I am Afro-Caribbean, Scottish, and Irish by ancestry and Jamaican and New Zealander by nationality. I was raised in a household that upheld my mother’s Jamaican values and ones my father felt were the best of the past, along with an adaptability to meet humanity in the moment. The roots of these parenting styles were then planted in New Zealand grounded in the body of culture, language, and customs of the Māori people.

The Jamaican coat of arms, which reads "Out of many, one people," reflects and respects the inclusivity of Jamaicans and many people of the African diaspora. It also speaks to a quest for unity as a "hue-man" race and mirrors the vasudhaiva kutumbakam, a proverb from the Vedic texts that states, “The world IS one family.”

But many members of this “world family” continue to treat Black people as “the Black sheep” of the family, a term that implies deviance (from a white center), animalism, and the animus (objectification) of blackness in society, rather than seeing our anima (soul). This family is not well.

African Beginnings

This world family began with the mother of modern humans, Dinknesh, otherwise known as Lucy. Her 3.2 million-year-old fossilized skeleton was discovered in Ethiopia, East Africa, in the early ’70s. A place in North Eastern Africa, that you may know of now as Egypt, which is not the world’s oldest civilization but the most advanced of the era, was built upon the foundation of older African wisdoms.

An ancient name for Egypt is “Kemet.”

In this article I will refer to Kemet or terms of Kemetic origin in the Mdu Ntr (ancient Kemetic) language, as Kmt. I will also honor the roots of yog (yoga) as a Sakskrut (Sanskrit) word by referring to it as yog(a). From here on out, I will also refer to Africa as Afraka, which means First-Sun-Soul. (And I will go into more detail about the importance of honoring the origins of words in the section Yoking: What is yoga uniting?)

Some of the limiting beliefs shared by many can become unraveled through studying untold versions of history, hierarchy, and methods of becoming unchained from untruths—Kmt yog(a) is one of these methods.

As for my journey with this practice, I came to Kmt Yog(a) (Kemetic Yoga) through a personal quest to answer questions about the roots of my Afrakan cultural and spiritual heritage. This discovery, along with many others, has led me to begin Somatic Abolitionism as part of an ongoing personal journey to become unified in my own body, and to become unbound by my unknown biases and limiting beliefs.

I have found that some of the limiting beliefs shared by many can become unraveled through studying untold versions of history, hierarchy, and methods of becoming unchained from untruths—Kmt yog(a) is one of these methods.

Beyond “Mine” to “Mind” to What Matters

If you’re an avid practitioner, you may already know that yog(a) is about much more than postures: It provides principles for living life, standards that challenge us to grow, and to bring order to chaos.

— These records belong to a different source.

//! Field code generators.
//!
//! Each registered field becomes a [`FieldGenerator`] that emits one
//! statement of the generated `walk` body. [`FieldFactory`] picks the
//! generator from the field's `#[param]` attribute and its type.

use proc_macro2::TokenStream as QuoteStream;
use quote::quote;
use syn::ext::IdentExt;
use syn::{Field, GenericArgument, Ident, PathArguments, Result as SynResult, Type};

use crate::parse::ParamAttr;

mod flatten;
mod leaf;

pub use flatten::FlattenField;
pub use leaf::LeafField;

/// Emits the walk statement of one field.
pub trait FieldGenerator {
    /// The statement registering the field with `__walker`.
    fn generate_walk(&self) -> QuoteStream;
}

/// Builds field generators from struct fields.
pub struct FieldFactory;

impl FieldFactory {
    /// Returns the generator for `field`, or `None` when the field carries
    /// no `#[param]` attribute.
    pub fn parse_field(field: &Field) -> SynResult<Option<Box<dyn FieldGenerator>>> {
        let Some(attr) = ParamAttr::parse_from_field(field)? else {
            return Ok(None);
        };

        // Named fields always have an identifier.
        let Some(name) = field.ident.clone() else {
            return Ok(None);
        };

        let optional = Self::extract_option_inner(&field.ty).is_some();

        let generator: Box<dyn FieldGenerator> = match attr {
            ParamAttr::Annotation(annotation) => Box::new(LeafField {
                name,
                ty: field.ty.clone(),
                annotation,
                optional,
            }),

            ParamAttr::Flatten => Box::new(FlattenField { name, optional }),
        };

        Ok(Some(generator))
    }

    /// Extracts the inner type from `Option<T>`.
    ///
    /// Matches `Option<T>`, `std::option::Option<T>` and
    /// `core::option::Option<T>` by the last path segment.
    pub fn extract_option_inner(ty: &Type) -> Option<&Type> {
        let Type::Path(type_path) = ty else {
            return None;
        };

        let segment = type_path.path.segments.last()?;

        if segment.ident != "Option" {
            return None;
        }

        let PathArguments::AngleBracketed(args) = &segment.arguments else {
            return None;
        };

        let GenericArgument::Type(inner) = args.args.first()? else {
            return None;
        };

        Some(inner)
    }
}

/// The field name as it appears in errors, without any `r#` prefix.
pub fn field_label(name: &Ident) -> String {
    name.unraw().to_string()
}

/// The declared type as compact text, e.g. `Option<Vec<u8>>`.
pub fn type_label(ty: &Type) -> String {
    quote!(#ty).to_string().replace(' ', "")
}
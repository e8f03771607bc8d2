//! Property-based tests for paramstore invariants.
//!
//! These tests verify that critical invariants hold for all possible inputs,
//! not just hand-picked test cases.

#![allow(clippy::pedantic)]

use proptest::prelude::*;

// ============================================================================
// Tag Properties
// ============================================================================

mod tag_properties {
    use super::*;
    use paramstore::Tag;

    proptest! {
        /// Parsing never panics on any input
        #[test]
        fn parse_never_panics(s in ".*") {
            let _ = Tag::parse(&s, "field", None);
        }

        /// The key is the trimmed text before the first comma
        #[test]
        fn key_is_first_segment(key in "[a-zA-Z0-9/_.-]{1,40}", pad in " {0,3}") {
            let annotation = format!("{pad}{key}{pad},decrypt");
            let tag = Tag::parse(&annotation, "field", None).unwrap().unwrap();

            prop_assert_eq!(tag.key, key);
            prop_assert!(tag.decrypt);
            prop_assert!(!tag.json);
        }

        /// Option order and unknown options never matter
        #[test]
        fn options_are_order_independent(
            decrypt in prop::bool::ANY,
            json in prop::bool::ANY,
            noise in prop::collection::vec("[a-z]{1,8}", 0..4),
        ) {
            let mut options: Vec<String> = noise
                .into_iter()
                .filter(|o| o != "decrypt" && o != "json")
                .collect();
            if decrypt {
                options.push("decrypt".to_string());
            }
            if json {
                options.insert(0, "json".to_string());
            }

            let annotation = format!("/key,{}", options.join(","));
            let tag = Tag::parse(&annotation, "field", None).unwrap().unwrap();

            prop_assert_eq!(tag.decrypt, decrypt);
            prop_assert_eq!(tag.json, json);
        }

        /// A blank key is always rejected
        #[test]
        fn blank_key_rejected(pad in " {1,5}", rest in "[a-z,]{0,10}") {
            let annotation = format!("{pad},{rest}");
            prop_assert!(Tag::parse(&annotation, "field", None).is_err());
        }
    }
}

// ============================================================================
// Batching Properties
// ============================================================================

mod batch_properties {
    use super::*;
    use paramstore::batch::{batches, partition_stable};

    proptest! {
        /// Partitioning keeps every item and preserves relative order
        #[test]
        fn partition_is_stable(items in prop::collection::vec(0u32..1000, 0..100)) {
            let (odd, even) = partition_stable(items.clone(), |n| n % 2 == 0);

            let expected_odd: Vec<u32> = items.iter().copied().filter(|n| n % 2 != 0).collect();
            let expected_even: Vec<u32> = items.iter().copied().filter(|n| n % 2 == 0).collect();

            prop_assert_eq!(odd, expected_odd);
            prop_assert_eq!(even, expected_even);
        }

        /// Batches cover the input in order and never exceed the limit
        #[test]
        fn batches_respect_limit(len in 0usize..200, max in 0usize..15) {
            let mut items: Vec<usize> = (0..len).collect();
            let limit = max.max(1);

            let chunks: Vec<Vec<usize>> = batches(&mut items, max).map(|c| c.to_vec()).collect();

            prop_assert_eq!(chunks.len(), len.div_ceil(limit));
            prop_assert!(chunks.iter().all(|c| !c.is_empty() && c.len() <= limit));
            prop_assert_eq!(chunks.concat(), (0..len).collect::<Vec<_>>());
        }
    }
}

// ============================================================================
// Conversion Properties
// ============================================================================

mod convert_properties {
    use super::*;
    use paramstore::convert::{convert, parse_bool};

    proptest! {
        /// Conversion never panics on any text
        #[test]
        fn convert_never_panics(s in ".*") {
            let mut a = 0i8;
            let mut b = 0u64;
            let mut c = 0f32;
            let mut d = false;
            let mut e = std::time::Duration::ZERO;
            let mut f: Vec<u16> = Vec::new();
            let _ = convert(&mut a, &s, false);
            let _ = convert(&mut b, &s, false);
            let _ = convert(&mut c, &s, false);
            let _ = convert(&mut d, &s, false);
            let _ = convert(&mut e, &s, false);
            let _ = convert(&mut f, &s, false);
        }

        /// Every i64 in range of the target width is assigned exactly
        #[test]
        fn signed_in_range(n in i16::MIN..=i16::MAX) {
            let mut slot = 0i16;
            convert(&mut slot, &n.to_string(), false).unwrap();
            prop_assert_eq!(slot, n);
        }

        /// Values outside the target width are rejected
        #[test]
        fn signed_out_of_range(n in prop_oneof![i64::MIN..i64::from(i8::MIN), i64::from(i8::MAX) + 1..i64::MAX]) {
            let mut slot = 0i8;
            prop_assert!(convert(&mut slot, &n.to_string(), false).is_err());
            prop_assert_eq!(slot, 0);
        }

        /// Negative text never converts to an unsigned type
        #[test]
        fn unsigned_rejects_negative(n in i64::MIN..0) {
            let mut slot = 0u64;
            prop_assert!(convert(&mut slot, &n.to_string(), false).is_err());
        }

        /// Only the canonical spellings are booleans
        #[test]
        fn bool_is_canonical(s in "[a-zA-Z01]{1,6}") {
            let canonical = [
                "1", "t", "T", "TRUE", "true", "True",
                "0", "f", "F", "FALSE", "false", "False",
            ];
            prop_assert_eq!(parse_bool(&s).is_some(), canonical.contains(&s.as_str()));
        }

        /// Comma separated integers fill a list in order
        #[test]
        fn list_elements_in_order(values in prop::collection::vec(any::<i32>(), 1..20)) {
            let text = values.iter().map(ToString::to_string).collect::<Vec<_>>().join(",");
            let mut slot: Vec<i32> = vec![7; 3];

            convert(&mut slot, &text, false).unwrap();
            prop_assert_eq!(slot, values);
        }
    }
}

// ============================================================================
// Duration Properties
// ============================================================================

mod duration_properties {
    use super::*;
    use paramstore::duration::parse_duration;
    use std::time::Duration;

    proptest! {
        /// Parsing never panics on any input
        #[test]
        fn parse_never_panics(s in ".*") {
            let _ = parse_duration(&s);
        }

        /// Compound durations add up
        #[test]
        fn compound_units_add(h in 0u64..100, m in 0u64..60, s in 0u64..60, ms in 0u64..1000) {
            let text = format!("{h}h{m}m{s}s{ms}ms");
            let expected = Duration::from_secs(h * 3600 + m * 60 + s) + Duration::from_millis(ms);

            prop_assert_eq!(parse_duration(&text).unwrap(), expected);
        }

        /// Negative durations are always rejected
        #[test]
        fn negative_rejected(n in 1u64..10_000) {
            let text = format!("-{n}s");
            prop_assert!(parse_duration(&text).is_err());
        }
    }
}

// ============================================================================
// Redaction Properties
// ============================================================================

mod redaction_properties {
    use super::*;
    use paramstore::MaybeRedacted;

    proptest! {
        /// Secret values never appear in Display or Debug output
        #[test]
        fn secret_never_rendered(value in "[a-zA-Z0-9]{12,40}") {
            let redacted = MaybeRedacted::new(value.clone(), true);

            let displayed = format!("{redacted}");
            let debugged = format!("{redacted:?}");
            prop_assert!(!displayed.contains(&value));
            prop_assert!(!debugged.contains(&value));
            prop_assert_eq!(redacted.expose(), value.as_str());
        }

        /// Plain values render unchanged
        #[test]
        fn plain_rendered(value in ".*") {
            let plain = MaybeRedacted::new(value.clone(), false);
            prop_assert_eq!(plain.to_string(), value);
        }
    }
}
//! Error types for parameter loading.
//!
//! This module contains the [`Error`] enum returned by every loading entry
//! point. It integrates with [`miette`] so callers can render rich
//! diagnostics, and it is careful never to leak the values of `decrypt`
//! fields through `Display` or `Debug`.
//!
//! # Error Variants
//!
//! | Variant | When It Occurs |
//! |---------|----------------|
//! | [`Error::InvalidType`] | The root record is absent or not a record |
//! | [`Error::TagParse`] | A `#[param("...")]` annotation has an empty key |
//! | [`Error::Convert`] | A fetched value does not fit the field's type |
//! | [`Error::NotFound`] | The store reported one or more keys as invalid |
//! | [`Error::MissingValue`] | A requested key is absent from a fetch result |
//! | [`Error::Store`] | The store client itself failed |
//! | [`Error::Conflict`] | A custom-decoder field also asks for `json` |
//! | [`Error::Json`] | A `json` field could not be decoded |
//! | [`Error::Decode`] | A custom decoder rejected the value |
//! | [`Error::Parameters`] | Template parameters could not be serialized |
//!
//! # Fail-fast
//!
//! Loading stops at the first error. Fields bound before the failure keep
//! their new values; nothing is rolled back.

use std::error::Error as StdError;
use std::fmt::{self, Debug, Display, Formatter};

use miette::Diagnostic;
use thiserror::Error as ThisError;

use crate::store::StoreError;
use crate::walk::FieldMeta;

/// Boxed error returned by custom decoders.
pub type BoxError = Box<dyn StdError + Send + Sync>;

/// A value that is masked in `Display` and `Debug` when it is secret.
///
/// Values fetched with decryption are wrapped as secret so conversion
/// errors can carry the offending text without printing it.
#[derive(Clone, PartialEq, Eq)]
pub struct MaybeRedacted {
    value: String,
    secret: bool,
}

impl MaybeRedacted {
    /// Wraps a value, masking it when `secret` is set.
    pub fn new(value: impl Into<String>, secret: bool) -> Self {
        Self {
            value: value.into(),
            secret,
        }
    }

    /// Returns the raw value regardless of the secret flag.
    #[must_use]
    pub fn expose(&self) -> &str {
        &self.value
    }

    /// Whether the value is masked.
    #[must_use]
    pub const fn is_secret(&self) -> bool {
        self.secret
    }
}

impl Display for MaybeRedacted {
    fn fmt(&self, f: &mut Formatter<'_>) -> fmt::Result {
        if self.secret {
            f.write_str("<redacted>")
        } else {
            f.write_str(&self.value)
        }
    }
}

impl Debug for MaybeRedacted {
    fn fmt(&self, f: &mut Formatter<'_>) -> fmt::Result {
        if self.secret {
            f.write_str("<redacted>")
        } else {
            Debug::fmt(&self.value, f)
        }
    }
}

/// Errors that can occur while loading parameters into a record.
///
/// # Example
///
/// ```rust,ignore
/// match loader.load(&mut config) {
///     Ok(_) => { /* all fields bound */ }
///     Err(Error::NotFound { keys }) => {
///         eprintln!("missing parameters: {}", keys.join(", "));
///     }
///     Err(e) => eprintln!("{:?}", miette::Report::from(e)),
/// }
/// ```
#[derive(Debug, ThisError, Diagnostic)]
#[non_exhaustive]
pub enum Error {
    /// The root record was absent, or not a record at all.
    #[error("{}", invalid_type_message(.type_name.as_deref()))]
    #[diagnostic(
        code(paramstore::invalid_type),
        help("pass a mutable reference to a struct that derives `Parameters`")
    )]
    InvalidType {
        /// Name of the offending type, `None` when the record was absent.
        type_name: Option<String>,
    },

    /// A field annotation could not be parsed.
    #[error("failed to parse tag [{tag}] for field {field}")]
    #[diagnostic(
        code(paramstore::tag_parse),
        help("annotations look like `#[param(\"/app/key,decrypt\")]`; the key must not be empty")
    )]
    TagParse {
        /// The raw annotation text.
        tag: String,
        /// The field carrying the annotation.
        field: String,
    },

    /// A fetched value could not be converted into the field's type.
    #[error("{}", convert_message(.field, .type_name, .value))]
    #[diagnostic(code(paramstore::convert))]
    Convert {
        /// The field being assigned; empty until the loader enriches the error.
        field: String,
        /// The target type name (e.g. `"i8"`, `"Duration"`).
        type_name: String,
        /// The text that failed to convert.
        value: MaybeRedacted,
    },

    /// The store reported keys that do not exist.
    #[error("invalid parameters: {}", .keys.join(", "))]
    #[diagnostic(
        code(paramstore::not_found),
        help("create the parameters in the store or fix the field annotations")
    )]
    NotFound {
        /// Every key the store flagged as invalid in the failing batch.
        keys: Vec<String>,
    },

    /// A requested key was missing from the fetch result although the store
    /// did not flag it.
    #[error("failed to load parameter for key '{key}'")]
    #[diagnostic(code(paramstore::missing_value))]
    MissingValue {
        /// The key without a value.
        key: String,
    },

    /// The store client failed.
    #[error(transparent)]
    #[diagnostic(transparent)]
    Store(#[from] StoreError),

    /// A field's type has a custom decoder and the annotation also sets `json`.
    #[error(
        "cannot use 'json' option on a type with a custom decoder: {field} {type_name}"
    )]
    #[diagnostic(
        code(paramstore::conflict),
        help("remove the `json` option or the custom decoder")
    )]
    Conflict {
        /// The field carrying both.
        field: String,
        /// The field's declared type.
        type_name: String,
    },

    /// A `json` field could not be decoded.
    #[error("json decode error for field '{field}' at '{path}': {message}")]
    #[diagnostic(code(paramstore::json))]
    Json {
        /// The field being decoded.
        field: String,
        /// Location inside the JSON document where decoding failed.
        path: String,
        /// The decoder's message.
        message: String,
    },

    /// A custom decoder rejected the value.
    #[error("custom decoder failed for field '{field}'")]
    #[diagnostic(code(paramstore::decode))]
    Decode {
        /// The field being decoded.
        field: String,
        /// The decoder's error.
        #[source]
        source: BoxError,
    },

    /// The template parameters could not be serialized.
    #[error("failed to serialize template parameters")]
    #[diagnostic(
        code(paramstore::parameters),
        help("template parameters must serialize to a JSON object or value")
    )]
    Parameters {
        /// The serialization error.
        #[source]
        source: serde_json::Error,
    },
}

fn invalid_type_message(type_name: Option<&str>) -> String {
    match type_name {
        None => "nil type".to_string(),
        Some(name) => format!("non-reference Load({name})"),
    }
}

fn convert_message(field: &str, type_name: &str, value: &MaybeRedacted) -> String {
    if field.is_empty() {
        format!("failed to convert '{value}' to {type_name}")
    } else {
        format!("failed to convert '{value}' to {type_name} for field {field}")
    }
}

impl Error {
    /// Creates an `InvalidType` error; `None` marks an absent record.
    pub fn invalid_type(type_name: Option<&str>) -> Self {
        Error::InvalidType {
            type_name: type_name.map(str::to_string),
        }
    }

    /// Creates a `TagParse` error.
    pub fn tag_parse(tag: impl Into<String>, field: impl Into<String>) -> Self {
        Error::TagParse {
            tag: tag.into(),
            field: field.into(),
        }
    }

    /// Creates a `Convert` error without a field name.
    pub fn convert(type_name: impl Into<String>, value: impl Into<String>) -> Self {
        Error::Convert {
            field: String::new(),
            type_name: type_name.into(),
            value: MaybeRedacted::new(value, false),
        }
    }

    /// Creates a `NotFound` error from the keys the store flagged.
    pub fn not_found(keys: Vec<String>) -> Self {
        Error::NotFound { keys }
    }

    /// Creates a `MissingValue` error.
    pub fn missing_value(key: impl Into<String>) -> Self {
        Error::MissingValue { key: key.into() }
    }

    /// Creates a `Conflict` error without a field name.
    pub fn conflict(type_name: impl Into<String>) -> Self {
        Error::Conflict {
            field: String::new(),
            type_name: type_name.into(),
        }
    }

    /// Creates a `Json` error from a path-aware serde error.
    pub fn json(err: &serde_path_to_error::Error<serde_json::Error>) -> Self {
        Error::Json {
            field: String::new(),
            path: err.path().to_string(),
            message: err.inner().to_string(),
        }
    }

    /// Creates a `Json` error for a type that cannot be decoded from JSON.
    pub fn json_unsupported(type_name: &str) -> Self {
        Error::Json {
            field: String::new(),
            path: ".".to_string(),
            message: format!("{type_name} does not support JSON decoding"),
        }
    }

    /// Creates a `Decode` error without a field name.
    pub fn decode(source: BoxError) -> Self {
        Error::Decode {
            field: String::new(),
            source,
        }
    }

    /// Fills in the originating field for errors raised by the converter.
    ///
    /// The converter does not know which field it is working on when it
    /// recurses into list elements or option targets, so the loader attaches
    /// it afterwards. A field name that is already set is kept. Values of
    /// secret fields are masked.
    #[must_use]
    pub fn for_field(self, meta: &FieldMeta, secret: bool) -> Self {
        match self {
            Error::Convert {
                field,
                type_name,
                value,
            } => Error::Convert {
                field: or_name(field, meta),
                type_name,
                value: MaybeRedacted::new(value.value, value.secret || secret),
            },

            Error::Conflict { field, type_name } => Error::Conflict {
                field: or_name(field, meta),
                type_name: if type_name.is_empty() {
                    meta.type_name().to_string()
                } else {
                    type_name
                },
            },

            Error::Json {
                field,
                path,
                message,
            } => Error::Json {
                field: or_name(field, meta),
                path,
                message,
            },

            Error::Decode { field, source } => Error::Decode {
                field: or_name(field, meta),
                source,
            },

            other => other,
        }
    }

    /// Returns the field name carried by the error, if any.
    #[must_use]
    pub fn field(&self) -> Option<&str> {
        match self {
            Error::TagParse { field, .. }
            | Error::Convert { field, .. }
            | Error::Conflict { field, .. }
            | Error::Json { field, .. }
            | Error::Decode { field, .. } => Some(field.as_str()).filter(|f| !f.is_empty()),
            _ => None,
        }
    }
}

fn or_name(field: String, meta: &FieldMeta) -> String {
    if field.is_empty() {
        meta.name().to_string()
    } else {
        field
    }
}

Seven thousand years ago the people of Kmt had their own guiding principles: 77 Commandments called “The Declarations of Innocence.'' They also had the Seven Laws of Djehuti and the 42+ Principles of Maat (as described by Ptah Htp, a vizier, i.e., the second most powerful person to the king, who lived in 3550 BCE and authored The Instructions of Ptah Hotep). These commandments, laws, and principles established their society’s methods of preserving spiritual lore and legacy while harmonizing nature's rhythms with human rules, and serving humanity's highest possibilities and potential. Likewise, Uttar Pradesh’s Maharshi Patanjali has influenced the world with the eight limbs of the yog(a) sutras.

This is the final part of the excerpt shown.